→ TASK INSTRUCTIONS: Below are some records; reproduce every one of them exactly.

→ SUPPLIED INFORMATION:
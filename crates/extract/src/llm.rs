use anyhow::{Context, Result};
use async_trait::async_trait;
use serde::{Deserialize, Serialize};

/// Text-in, text-out language model service.
#[async_trait]
pub trait LanguageModel: Send + Sync {
    async fn generate(&self, prompt: &str) -> Result<String>;
}

#[derive(Clone)]
pub struct OllamaClient {
    base_url: String,
    model: String,
    client: reqwest::Client,
}

#[derive(Serialize)]
struct OllamaRequest<'a> {
    model: &'a str,
    prompt: &'a str,
    stream: bool,
}

#[derive(Deserialize)]
struct OllamaResponse {
    response: String,
}

impl OllamaClient {
    pub fn new(base_url: String, model: String) -> Self {
        Self {
            base_url,
            model,
            client: reqwest::Client::new(),
        }
    }

    pub fn model(&self) -> &str {
        &self.model
    }
}

impl Default for OllamaClient {
    fn default() -> Self {
        Self::new(
            "http://localhost:11434".to_string(),
            "llama3".to_string(),
        )
    }
}

#[async_trait]
impl LanguageModel for OllamaClient {
    async fn generate(&self, prompt: &str) -> Result<String> {
        let url = format!("{}/api/generate", self.base_url);

        let request = OllamaRequest {
            model: &self.model,
            prompt,
            stream: false,
        };

        let response = self.client
            .post(&url)
            .json(&request)
            .send()
            .await
            .context("Failed to send request to Ollama")?;

        if !response.status().is_success() {
            anyhow::bail!("Ollama request failed: {}", response.status());
        }

        let ollama_response: OllamaResponse = response
            .json()
            .await
            .context("Failed to parse Ollama response")?;

        Ok(ollama_response.response)
    }
}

→ TASK SOLUTION:
filename crates/extract/src/llm.rs
use anyhow::{Context, Result};
use async_trait::async_trait;
use serde::{Deserialize, Serialize};

/// Text-in, text-out language model service.
#[async_trait]
pub trait LanguageModel: Send + Sync {
    async fn generate(&self, prompt: &str) -> Result<String>;
}

#[derive(Clone)]
pub struct OllamaClient {
    base_url: String,
    model: String,
    client: reqwest::Client,
}

#[derive(Serialize)]
struct OllamaRequest<'a> {
    model: &'a str,
    prompt: &'a str,
    stream: bool,
}

#[derive(Deserialize)]
struct OllamaResponse {
    response: String,
}

impl OllamaClient {
    pub fn new(base_url: String, model: String) -> Self {
        Self {
            base_url,
            model,
            client: reqwest::Client::new(),
        }
    }

    pub fn model(&self) -> &str {
        &self.model
    }
}

impl Default for OllamaClient {
    fn default() -> Self {
        Self::new(
            "http://localhost:11434".to_string(),
            "llama3".to_string(),
        )
    }
}

#[async_trait]
impl LanguageModel for OllamaClient {
    async fn generate(&self, prompt: &str) -> Result<String> {
        let url = format!("{}/api/generate", self.base_url);

        let request = OllamaRequest {
            model: &self.model,
            prompt,
            stream: false,
        };

        let response = self.client
            .post(&url)
            .json(&request)
            .send()
            .await
            .context("Failed to send request to Ollama")?;

        if !response.status().is_success() {
            anyhow::bail!("Ollama request failed: {}", response.status());
        }

        let ollama_response: OllamaResponse = response
            .json()
            .await
            .context("Failed to parse Ollama response")?;

        Ok(ollama_response.response)
    }
}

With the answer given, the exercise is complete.